Select a subset of the set $ \{1, 2, . . . , 200 \}$ in such a way that it contains the same number of even and odd elements. In how many ways can this be done?
My solution:
To ensure that a subset has an equal number of even and odd numbers we need to choose $k$ even numbers (out of $100$) and choose $k$ odd numbers (out of $100$).
The number of ways to choose $k$ even numbers from $100$ is ${{100}\choose{k}}$ and the number of ways to choose $k$ odd numbers from $100$ is ${{100}\choose{k}}$ as well.
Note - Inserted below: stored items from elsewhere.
//! HTTP DTOs for prediction endpoints.
//!
//! These types decouple the HTTP API from domain types. Dates arrive as ISO
//! `YYYY-MM-DD` from the date picker and leave formatted as `DD-MM-YYYY`.

use serde::{Deserialize, Serialize};

use crate::adapters::model::RandomForestModel;
use crate::domain::forecast::{
    messages, ExpectedDateComparison, NextPeriodForecast, Notice, PredictionReport, ReportStatus,
};
use crate::domain::foundation::{
    CalendarDate, DomainError, ValidationError, DISPLAY_DATE_PLACEHOLDER,
};
use crate::domain::profile::{
    CycleProfile, CycleRegularity, Symptoms, YesNo, AGE, AVG_CYCLE_LENGTH, BMI, PERIOD_LENGTH,
    STRESS_LEVEL,
};

// ════════════════════════════════════════════════════════════════════════════
// Request DTOs
// ════════════════════════════════════════════════════════════════════════════

/// A submitted prediction form.
#[derive(Debug, Clone, Serialize, Deserialize)]
pub struct PredictionRequest {
    pub last_period_date: CalendarDate,
    pub avg_cycle_length: i32,
    pub period_length: i32,
    pub age: i32,
    pub stress_level: i32,
    #[serde(rename = "BMI")]
    pub bmi: f64,
    pub cycle_regularity: CycleRegularity,
    pub symptoms: Symptoms,
    pub birth_control: YesNo,
    #[serde(rename = "PCOS")]
    pub pcos: YesNo,
    #[serde(default, skip_serializing_if = "Option::is_none")]
    pub expected_date: Option<String>,
}

impl TryFrom<PredictionRequest> for CycleProfile {
    type Error = ValidationError;

    fn try_from(req: PredictionRequest) -> Result<Self, Self::Error> {
        CycleProfile::builder(req.last_period_date)
            .avg_cycle_length(req.avg_cycle_length)
            .period_length(req.period_length)
            .age(req.age)
            .stress_level(req.stress_level)
            .bmi(req.bmi)
            .cycle_regularity(req.cycle_regularity)
            .symptoms(req.symptoms)
            .birth_control(req.birth_control)
            .pcos(req.pcos)
            .expected_date(req.expected_date)
            .build()
    }
}

// ════════════════════════════════════════════════════════════════════════════
// Response DTOs
// ════════════════════════════════════════════════════════════════════════════

/// Everything to display for one submission.
#[derive(Debug, Clone, Serialize, Deserialize)]
pub struct PredictionResponse {
    pub status: ReportStatus,
    pub notices: Vec<Notice>,
    #[serde(skip_serializing_if = "Option::is_none")]
    pub forecast: Option<ForecastView>,
    #[serde(skip_serializing_if = "Option::is_none")]
    pub comparison: Option<ComparisonView>,
}

impl From<PredictionReport> for PredictionResponse {
    fn from(report: PredictionReport) -> Self {
        Self {
            status: report.status,
            notices: report.notices,
            forecast: report.forecast.map(ForecastView::from),
            comparison: report.comparison.map(ComparisonView::from),
        }
    }
}

/// Forecast with display-formatted dates.
#[derive(Debug, Clone, Serialize, Deserialize)]
pub struct ForecastView {
    pub predicted_days: f64,
    pub point_estimate_days: i64,
    pub predicted_date: String,
    pub earliest_date: String,
    pub latest_date: String,
    pub window_low: i64,
    pub window_high: i64,
}

impl From<NextPeriodForecast> for ForecastView {
    fn from(forecast: NextPeriodForecast) -> Self {
        Self {
            predicted_days: forecast.predicted_days,
            point_estimate_days: forecast.point_estimate_days,
            predicted_date: forecast.predicted_date.to_display_string(),
            earliest_date: forecast.earliest_date.to_display_string(),
            latest_date: forecast.latest_date.to_display_string(),
            window_low: forecast.window.low,
            window_high: forecast.window.high,
        }
    }
}

/// Outcome of comparing the user's expected date.
#[derive(Debug, Clone, Serialize, Deserialize)]
pub struct ComparisonView {
    pub parsed: bool,
    #[serde(skip_serializing_if = "Option::is_none")]
    pub expected_date: Option<String>,
    #[serde(skip_serializing_if = "Option::is_none")]
    pub error_days: Option<i64>,
    pub aligned: bool,
}

impl From<ExpectedDateComparison> for ComparisonView {
    fn from(comparison: ExpectedDateComparison) -> Self {
        match comparison {
            ExpectedDateComparison::Compared {
                expected_date,
                error_days,
                aligned,
            } => Self {
                parsed: true,
                expected_date: Some(expected_date.to_display_string()),
                error_days: Some(error_days),
                aligned,
            },
            ExpectedDateComparison::Unparseable { .. } => Self {
                parsed: false,
                expected_date: None,
                error_days: None,
                aligned: false,
            },
        }
    }
}

/// "About this model" panel.
#[derive(Debug, Clone, Serialize, Deserialize)]
pub struct ModelInfoResponse {
    pub name: String,
    pub model_type: String,
    pub trained_on: String,
    pub target: String,
    pub feature_columns: Vec<String>,
    pub n_trees: usize,
    pub uncertainty: String,
    pub disclaimer: String,
    pub privacy: String,
}

impl From<&RandomForestModel> for ModelInfoResponse {
    fn from(model: &RandomForestModel) -> Self {
        let metadata = model.metadata();
        Self {
            name: metadata.name.clone(),
            model_type: metadata.model_type.clone(),
            trained_on: metadata.trained_on.clone(),
            target: metadata.target.clone(),
            feature_columns: model.feature_columns(),
            n_trees: model.n_trees(),
            uncertainty: "Adjusted based on user health and cycle-related inputs".to_string(),
            disclaimer: messages::DISCLAIMER.to_string(),
            privacy: messages::PRIVACY.to_string(),
        }
    }
}

/// Input widget kind for a form field.
#[derive(Debug, Clone, Copy, PartialEq, Eq, Serialize, Deserialize)]
#[serde(rename_all = "snake_case")]
pub enum FieldKind {
    Date,
    Integer,
    Decimal,
    Select,
    Text,
}

/// Description of one form input.
#[derive(Debug, Clone, Serialize, Deserialize)]
pub struct FormField {
    pub name: String,
    pub label: String,
    pub help: String,
    pub kind: FieldKind,
    pub required: bool,
    #[serde(skip_serializing_if = "Option::is_none")]
    pub min: Option<f64>,
    #[serde(skip_serializing_if = "Option::is_none")]
    pub max: Option<f64>,
    #[serde(skip_serializing_if = "Option::is_none")]
    pub default: Option<serde_json::Value>,
    #[serde(default, skip_serializing_if = "Vec::is_empty")]
    pub options: Vec<String>,
    #[serde(skip_serializing_if = "Option::is_none")]
    pub placeholder: Option<String>,
}

impl FormField {
    fn new(name: &str, label: &str, help: &str, kind: FieldKind) -> Self {
        Self {
            name: name.to_string(),
            label: label.to_string(),
            help: help.to_string(),
            kind,
            required: true,
            min: None,
            max: None,
            default: None,
            options: Vec::new(),
            placeholder: None,
        }
    }

    fn bounded(mut self, min: f64, max: f64, default: serde_json::Value) -> Self {
        self.min = Some(min);
        self.max = Some(max);
        self.default = Some(default);
        self
    }

    fn options(mut self, labels: &[&str]) -> Self {
        self.options = labels.iter().map(|l| l.to_string()).collect();
        self.default = labels.first().map(|l| serde_json::Value::from(*l));
        self
    }
}

/// The full prediction form.
#[derive(Debug, Clone, Serialize, Deserialize)]
pub struct FormSchemaResponse {
    pub fields: Vec<FormField>,
}

impl FormSchemaResponse {
    pub fn prediction_form() -> Self {
        let regularity: Vec<&str> = CycleRegularity::ALL.iter().map(|o| o.label()).collect();
        let symptoms: Vec<&str> = Symptoms::ALL.iter().map(|o| o.label()).collect();
        let yes_no: Vec<&str> = YesNo::ALL.iter().map(|o| o.label()).collect();

        let mut expected = FormField::new(
            "expected_date",
            "Your Expected Next Period Date (optional)",
            "Optional: Enter the date you think your next period will start.",
            FieldKind::Text,
        );
        expected.required = false;
        expected.placeholder = Some(DISPLAY_DATE_PLACEHOLDER.to_string());

        Self {
            fields: vec![
                FormField::new(
                    "last_period_date",
                    "Last Period Date",
                    "Select the first day of your most recent period.",
                    FieldKind::Date,
                ),
                FormField::new(
                    AVG_CYCLE_LENGTH.field,
                    "Avg Cycle Length (days)",
                    "Average days between the start of two consecutive periods.",
                    FieldKind::Integer,
                )
                .bounded(
                    f64::from(AVG_CYCLE_LENGTH.min),
                    f64::from(AVG_CYCLE_LENGTH.max),
                    AVG_CYCLE_LENGTH.default.into(),
                ),
                FormField::new(
                    PERIOD_LENGTH.field,
                    "Period Length (days)",
                    "How many days your period usually lasts.",
                    FieldKind::Integer,
                )
                .bounded(
                    f64::from(PERIOD_LENGTH.min),
                    f64::from(PERIOD_LENGTH.max),
                    PERIOD_LENGTH.default.into(),
                ),
                FormField::new(AGE.field, "Age", "Your current age in years.", FieldKind::Integer)
                    .bounded(f64::from(AGE.min), f64::from(AGE.max), AGE.default.into()),
                FormField::new(
                    STRESS_LEVEL.field,
                    "Stress Level (1-10)",
                    "Your current stress level. 1 is low, 10 is very high.",
                    FieldKind::Integer,
                )
                .bounded(
                    f64::from(STRESS_LEVEL.min),
                    f64::from(STRESS_LEVEL.max),
                    STRESS_LEVEL.default.into(),
                ),
                FormField::new(BMI.field, "BMI", "Your Body Mass Index (BMI).", FieldKind::Decimal)
                    .bounded(BMI.min, BMI.max, BMI.default.into()),
                FormField::new(
                    "cycle_regularity",
                    "Cycle Regularity",
                    "How consistent your menstrual cycles are.",
                    FieldKind::Select,
                )
                .options(&regularity),
                FormField::new(
                    "symptoms",
                    "Symptoms",
                    "Select the symptoms you typically experience before/during your period.",
                    FieldKind::Select,
                )
                .options(&symptoms),
                FormField::new(
                    "birth_control",
                    "On Birth Control?",
                    "Are you currently using any form of hormonal birth control?",
                    FieldKind::Select,
                )
                .options(&yes_no),
                FormField::new(
                    "PCOS",
                    "PCOS Diagnosed?",
                    "Have you been diagnosed with Polycystic Ovary Syndrome (PCOS)?",
                    FieldKind::Select,
                )
                .options(&yes_no),
                expected,
            ],
        }
    }
}

/// Standard error response.
#[derive(Debug, Clone, Serialize, Deserialize)]
pub struct ErrorResponse {
    pub code: String,
    pub message: String,
    #[serde(skip_serializing_if = "Option::is_none")]
    pub details: Option<serde_json::Value>,
}

impl ErrorResponse {
    pub fn bad_request(message: impl Into<String>) -> Self {
        Self {
            code: "BAD_REQUEST".to_string(),
            message: message.into(),
            details: None,
        }
    }
}

impl From<DomainError> for ErrorResponse {
    fn from(err: DomainError) -> Self {
        let details = if err.details.is_empty() {
            None
        } else {
            Some(serde_json::Value::Object(
                err.details
                    .into_iter()
                    .map(|(k, v)| (k, serde_json::Value::String(v)))
                    .collect(),
            ))
        };

        Self {
            code: err.code.to_string(),
            message: err.message,
            details,
        }
    }
}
So, the correct number seems to be:
$$\sum_{k=0}^{100} {{100}\choose{k}}^2 = {{200}\choose{100}}$$
Is that correct?
Yes, your solution is correct, and the last step uses https://en.wikipedia.org/wiki/Vandermonde%27s_identity
Here's an alternative approach to see that the count is $\binom{200}{100}$. Let $E=\{2,,4,\dots,200\}$, take any $100$-subset $S$ of $\{1,\dots,200\}$, keep the even numbers in $S$, and take the complement of the odd numbers in $S$, yielding a subset with $|S \cap E|$ even numbers and $100-(100-|S \cap E|)=|S \cap E|$ odd numbers. Every good subset arises uniquely this way.